» INSTRUCTIONS TO FOLLOW: Under this line are the records; write out word for word the part that begins at the line containing "generate stage consumes." and ends at the line containing "directory iteration order.", and no more.

(Collected data entries)
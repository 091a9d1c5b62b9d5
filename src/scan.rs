//! Content tree scanning and manifest generation.
//!
//! Stage 1 of the Folio build pipeline. Walks the content root, resolves every
//! markdown document to a [`ContentDocument`], loads the site configuration and
//! bundles everything into a [`Manifest`] that the generate stage consumes.
//!
//! ## Directory Structure
//!
//! ```text
//! content/                             # Content root
//! ├── config.toml                      # Site configuration (required)
//! ├── index.md                         # → /            (template: landing)
//! ├── pages/
//! │   ├── 010-about.md                 # → /pages/about
//! │   └── projects.md                  # → /pages/projects (template: projects)
//! ├── posts/
//! │   └── 2020-05-12---heroku-export.md  # → /posts/heroku-export
//! ├── digital-garden/
//! │   ├── index.md                     # → /digital-garden
//! │   └── heroku.md                    # → /digital-garden/heroku
//! ├── static/                          # Copied verbatim, never scanned
//! └── .drafts/                         # Hidden: skipped
//! ```
//!
//! ## Resolution Rules
//!
//! - Files are sorted by relative path before anything else, so the result
//!   never depends on directory iteration order.
//! - The slug is the front matter `slug` when present, otherwise derived from
//!   the path (see [`crate::naming`]).
//! - The title is the front matter `title`, falling back to the first
//!   `# heading` of the body.
//! - An explicit slug may not contain empty, `.` or `..` segments.
//! - `/posts` and `/posts/page/N` belong to the generated blog index, and
//!   the generated assets (`rss.xml`, `sitemap.xml`, `garden.js`,
//!   `contact.js`, `style-*.css`) own their names at the site root. Neither
//!   can be claimed by a document.
//!
//! Resolution either succeeds for the whole tree or fails with the first
//! offending file; there is no partial content set.

use crate::config::{self, SiteConfig};
use crate::frontmatter::{self, FrontMatterError};
use crate::integrity::{self, LinkIntegrityWarning};
use crate::naming::{explicit_slug, normalize_slug, slug_from_relative_path};
use crate::types::{ContentDocument, FeedEntry, FrontMatter, Template};
use serde::{Deserialize, Serialize};
use std::collections::HashMap;
use std::fs;
use std::path::{Path, PathBuf};
use thiserror::Error;
use walkdir::WalkDir;

#[derive(Error, Debug)]
pub enum ContentError {
    #[error("IO error: {0}")]
    Io(#[from] std::io::Error),
    #[error("walk error: {0}")]
    Walk(#[from] walkdir::Error),
    #[error("{path}: {message}")]
    FrontMatter { path: PathBuf, message: String },
    #[error("{path}: unknown template `{selector}`")]
    UnknownTemplate { path: PathBuf, selector: String },
    #[error("{path}: unparseable date {value:?}")]
    InvalidDate { path: PathBuf, value: String },
    #[error("{path}: no title in front matter and no `# heading` in the body")]
    MissingTitle { path: PathBuf },
    #[error("{path}: slug {slug} is reserved for generated output")]
    ReservedSlug { path: PathBuf, slug: String },
    #[error("{path}: slug {slug:?} has an empty, `.` or `..` segment")]
    InvalidSlug { path: PathBuf, slug: String },
    #[error("duplicate slug {slug}: {first} and {second}")]
    DuplicateSlug {
        slug: String,
        first: PathBuf,
        second: PathBuf,
    },
}

#[derive(Error, Debug)]
pub enum ScanError {
    #[error("Config error: {0}")]
    Config(#[from] config::ConfigError),
    #[error("Content error: {0}")]
    Content(#[from] ContentError),
}

/// Manifest output from the scan stage.
#[derive(Debug, Serialize, Deserialize)]
pub struct Manifest {
    pub config: SiteConfig,
    pub content: ContentSet,
    #[serde(default, skip_serializing_if = "Vec::is_empty")]
    pub warnings: Vec<LinkIntegrityWarning>,
}

/// A markdown file read from the content tree.
#[derive(Debug, Clone, PartialEq)]
pub struct SourceFile {
    /// Path relative to the content root.
    pub path: PathBuf,
    pub contents: String,
}

const MARKDOWN_EXTENSIONS: &[&str] = &["md", "mdx", "markdown"];

/// Directory names under the content root that never hold documents.
const SKIPPED_DIRS: &[&str] = &["static", "dist", "node_modules"];

/// Prefix of the generated blog index routes.
pub const POSTS_INDEX: &str = "/posts";

pub const RSS_FILE: &str = "rss.xml";
pub const SITEMAP_FILE: &str = "sitemap.xml";
pub const GARDEN_SCRIPT: &str = "garden.js";
pub const CONTACT_SCRIPT: &str = "contact.js";

/// Files the generate stage writes at the site root.
pub const GENERATED_FILES: &[&str] = &[RSS_FILE, SITEMAP_FILE, GARDEN_SCRIPT, CONTACT_SCRIPT];

pub fn scan(root: &Path) -> Result<Manifest, ScanError> {
    let config = config::load_config(root)?;
    let files = read_tree(root)?;
    let content = ContentSet::new(resolve_content(files)?);

    let mut warnings = integrity::check_config(&config);
    warnings.extend(integrity::check_links(&config, &content));

    Ok(Manifest {
        config,
        content,
        warnings,
    })
}

/// Read every markdown file under `root`.
///
/// Hidden entries and the asset/output directories are skipped.
pub fn read_tree(root: &Path) -> Result<Vec<SourceFile>, ContentError> {
    let walker = WalkDir::new(root)
        .follow_links(true)
        .into_iter()
        .filter_entry(|e| {
            if e.depth() == 0 {
                return true;
            }
            let name = e.file_name().to_string_lossy();
            let skipped_dir = e.depth() == 1
                && e.file_type().is_dir()
                && SKIPPED_DIRS.contains(&name.as_ref());
            !name.starts_with('.') && !skipped_dir
        });

    let mut files = Vec::new();
    for entry in walker {
        let entry = entry?;
        if !entry.file_type().is_file() || !is_markdown(entry.path()) {
            continue;
        }
        let relative = entry
            .path()
            .strip_prefix(root)
            .unwrap_or(entry.path())
            .to_path_buf();
        let contents = fs::read_to_string(entry.path())?;
        files.push(SourceFile {
            path: relative,
            contents,
        });
    }
    Ok(files)
}

fn is_markdown(path: &Path) -> bool {
    path.extension()
        .map(|e| e.to_string_lossy().to_lowercase())
        .is_some_and(|ext| MARKDOWN_EXTENSIONS.contains(&ext.as_str()))
}

/// Resolve source files into documents.
///
/// Pure: the same files always give the same documents in the same order.
pub fn resolve_content(mut files: Vec<SourceFile>) -> Result<Vec<ContentDocument>, ContentError> {
    files.sort_by(|a, b| a.path.cmp(&b.path));

    let mut seen: HashMap<String, PathBuf> = HashMap::new();
    let mut documents = Vec::with_capacity(files.len());
    for file in &files {
        let doc = resolve_document(file)?;
        if let Some(first) = seen.get(&doc.slug) {
            return Err(ContentError::DuplicateSlug {
                slug: doc.slug,
                first: first.clone(),
                second: file.path.clone(),
            });
        }
        seen.insert(doc.slug.clone(), file.path.clone());
        documents.push(doc);
    }
    Ok(documents)
}

fn resolve_document(file: &SourceFile) -> Result<ContentDocument, ContentError> {
    let path = &file.path;
    let (raw, body) = frontmatter::parse(&file.contents).map_err(|e| front_matter_error(path, e))?;

    let title = raw
        .title
        .as_deref()
        .map(str::trim)
        .filter(|t| !t.is_empty())
        .map(str::to_string)
        .or_else(|| frontmatter::first_heading(body))
        .ok_or_else(|| ContentError::MissingTitle { path: path.clone() })?;

    let template = match raw.template.as_deref() {
        None => Template::default(),
        Some(selector) => selector
            .parse::<Template>()
            .map_err(|_| ContentError::UnknownTemplate {
                path: path.clone(),
                selector: selector.to_string(),
            })?,
    };

    if let Some(value) = raw.date.as_deref()
        && frontmatter::parse_date(value).is_none()
    {
        return Err(ContentError::InvalidDate {
            path: path.clone(),
            value: value.to_string(),
        });
    }

    let slug = match raw.slug.as_deref().filter(|s| !s.trim().is_empty()) {
        Some(explicit) => explicit_slug(explicit).ok_or_else(|| ContentError::InvalidSlug {
            path: path.clone(),
            slug: explicit.to_string(),
        })?,
        None => slug_from_relative_path(path),
    };
    if is_reserved(&slug) {
        return Err(ContentError::ReservedSlug {
            path: path.clone(),
            slug,
        });
    }

    Ok(ContentDocument {
        slug,
        source_path: path
            .components()
            .map(|c| c.as_os_str().to_string_lossy())
            .collect::<Vec<_>>()
            .join("/"),
        frontmatter: FrontMatter {
            title,
            date: raw.date,
            template,
            draft: raw.draft,
            description: raw.description.filter(|d| !d.trim().is_empty()),
            social_image: raw.social_image.filter(|s| !s.trim().is_empty()),
            slug: raw.slug,
        },
        body: body.to_string(),
    })
}

fn front_matter_error(path: &Path, err: FrontMatterError) -> ContentError {
    ContentError::FrontMatter {
        path: path.to_path_buf(),
        message: err.to_string(),
    }
}

/// `/posts`, `/posts/page/...` and anything under a generated asset name.
fn is_reserved(slug: &str) -> bool {
    let first = slug.trim_start_matches('/').split('/').next().unwrap_or_default();
    slug == POSTS_INDEX
        || slug
            .strip_prefix(POSTS_INDEX)
            .is_some_and(|rest| rest == "/page" || rest.starts_with("/page/"))
        || GENERATED_FILES.contains(&first)
        || (first.starts_with("style-") && first.ends_with(".css"))
}

/// The resolved documents of a site, in resolution order.
#[derive(Debug, Clone, Default, PartialEq, Serialize, Deserialize)]
#[serde(transparent)]
pub struct ContentSet {
    documents: Vec<ContentDocument>,
}

impl ContentSet {
    pub fn new(documents: Vec<ContentDocument>) -> Self {
        Self { documents }
    }

    pub fn len(&self) -> usize {
        self.documents.len()
    }

    pub fn is_empty(&self) -> bool {
        self.documents.is_empty()
    }

    pub fn iter(&self) -> impl Iterator<Item = &ContentDocument> {
        self.documents.iter()
    }

    /// Look up a document by slug. The slug is normalised first, so `about/`
    /// and `/about` find the same document.
    pub fn get(&self, slug: &str) -> Option<&ContentDocument> {
        let slug = normalize_slug(slug);
        self.documents.iter().find(|d| d.slug == slug)
    }

    /// Non-draft documents.
    pub fn published(&self) -> impl Iterator<Item = &ContentDocument> {
        self.documents.iter().filter(|d| !d.is_draft())
    }

    /// Documents that get a page of their own.
    pub fn renderable(&self, include_drafts: bool) -> impl Iterator<Item = &ContentDocument> {
        self.documents
            .iter()
            .filter(move |d| include_drafts || !d.is_draft())
    }

    /// Published posts, newest first. Undated posts sort last.
    pub fn posts(&self) -> Vec<&ContentDocument> {
        let mut posts: Vec<_> = self
            .published()
            .filter(|d| d.template() == Template::Post)
            .collect();
        posts.sort_by(|a, b| b.date().cmp(&a.date()).then_with(|| a.slug.cmp(&b.slug)));
        posts
    }

    /// Feed entries for published posts, newest first.
    pub fn feed_entries(&self) -> Vec<FeedEntry> {
        self.posts()
            .into_iter()
            .map(|d| FeedEntry {
                title: d.title().to_string(),
                date: d.date(),
                slug: d.slug.clone(),
                description: d.frontmatter.description.clone(),
                html: d.render_body(),
            })
            .collect()
    }

    /// True when some document's slug is `path` or lies beneath it.
    pub fn has_prefix(&self, path: &str) -> bool {
        let path = normalize_slug(path);
        if path == "/" {
            return !self.documents.is_empty();
        }
        let nested = format!("{path}/");
        self.documents
            .iter()
            .any(|d| d.slug == path || d.slug.starts_with(&nested))
    }
}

» WRITTEN RESPONSE:
//! bundles everything into a [`Manifest`] that the generate stage consumes.
//!
//! ## Directory Structure
//!
//! ```text
//! content/                             # Content root
//! ├── config.toml                      # Site configuration (required)
//! ├── index.md                         # → /            (template: landing)
//! ├── pages/
//! │   ├── 010-about.md                 # → /pages/about
//! │   └── projects.md                  # → /pages/projects (template: projects)
//! ├── posts/
//! │   └── 2020-05-12---heroku-export.md  # → /posts/heroku-export
//! ├── digital-garden/
//! │   ├── index.md                     # → /digital-garden
//! │   └── heroku.md                    # → /digital-garden/heroku
//! ├── static/                          # Copied verbatim, never scanned
//! └── .drafts/                         # Hidden: skipped
//! ```
//!
//! ## Resolution Rules
//!
//! - Files are sorted by relative path before anything else, so the result
//!   never depends on directory iteration order.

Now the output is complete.